Jens Laerke, spokesperson for the Office of Coordination of Humanitarian Affairs, OCHA, said that under international humanitarian law, the parties to the conflict “must allow and facilitate rapid and unimpeded passage of humanitarian relief for civilians in need.”
He said that Israeli authorities have a right to control and inspect aid, but they also need to create “an enabling environment to move it around.”
“You cannot claim and adhere to these international provisions of law when you block UNRWA (the U.N. relief and works agency for Palestine refugees) food convoys,” he said.
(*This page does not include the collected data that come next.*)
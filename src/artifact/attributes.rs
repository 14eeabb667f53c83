// Copyright 2026 The Sphere Project
// SPDX-License-Identifier: Apache-2.0

use regex::Regex;
use std::sync::LazyLock;

pub const DEFAULT_TITLE: &str = "untitled";
pub const DEFAULT_KIND: &str = "code";
pub const DEFAULT_LANGUAGE: &str = "";

static TITLE_ATTR: LazyLock<Regex> =
    LazyLock::new(|| Regex::new(r#"title="([^"]+)""#).expect("static regex"));
static TYPE_ATTR: LazyLock<Regex> =
    LazyLock::new(|| Regex::new(r#"type="([^"]+)""#).expect("static regex"));
static LANGUAGE_ATTR: LazyLock<Regex> =
    LazyLock::new(|| Regex::new(r#"language="([^"]*)""#).expect("static regex"));

/// Attributes of one artifact, captured when its open tag completes.
#[derive(Debug, Clone, PartialEq, Eq)]
pub struct ArtifactDescriptor {
    pub title: String,
    /// Value of the `type` attribute (code, markdown, mermaid, csv, ...).
    pub kind: String,
    pub language: String,
}

impl Default for ArtifactDescriptor {
    fn default() -> Self {
        Self {
            title: DEFAULT_TITLE.to_string(),
            kind: DEFAULT_KIND.to_string(),
            language: DEFAULT_LANGUAGE.to_string(),
        }
    }
}

/// Extract `title`, `type` and `language` from the text between the
/// open-tag literal and its `>`.
///
/// Missing attributes take their defaults. Unknown or malformed
/// attributes are ignored; this never fails.
pub fn parse_attributes(raw: &str) -> ArtifactDescriptor {
    let capture = |re: &Regex, default: &str| {
        re.captures(raw)
            .and_then(|c| c.get(1))
            .map(|m| m.as_str().to_string())
            .unwrap_or_else(|| default.to_string())
    };

    ArtifactDescriptor {
        title: capture(&TITLE_ATTR, DEFAULT_TITLE),
        kind: capture(&TYPE_ATTR, DEFAULT_KIND),
        language: capture(&LANGUAGE_ATTR, DEFAULT_LANGUAGE),
    }
}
Israeli officials reject accusations of blocking aid. They say they have increased aid to Gaza through a new gate to the north that opened earlier this month, and say it is the responsibility of the U.N. and other aid agencies inside the territory to deliver the food and other supplies.
Israel also accuses Hamas of stealing humanitarian aid – a charge Hamas denies.
Before the war, UNICEF said that less than one percent of children under five in Gaza suffered from wasting, a condition that affects acutely malnourished children. Today, it says one in three children under two years of age are acutely malnourished.
A week ago, UNICEF’s James Elder went to Kamal Adwan Hospital--one of two hospitals in northern Gaza where more than 20 children reportedly have died of dehydration and malnutrition.
“When I was there, I saw a room full of mothers and carers shuttering over children who were paper thin. Incubators full of babies who are born prematurely because of the stress on mothers, who are also malnourished.”
He said, “Mothers have done so well to keep children alive from bombardment. They know children now face starvation very simply because of a lack of food. People in the north, when I speak to them now, say they are mainly surviving on a type of grass with lemon.”
He said famine could be averted if Israel would open the Erez crossing point in northern Gaza, “that is 10 minutes from those at risk of starving to death. Ten minutes.”
“Open that and we could turn this humanitarian crisis in the north around in a matter of days. But it remains closed,” he said.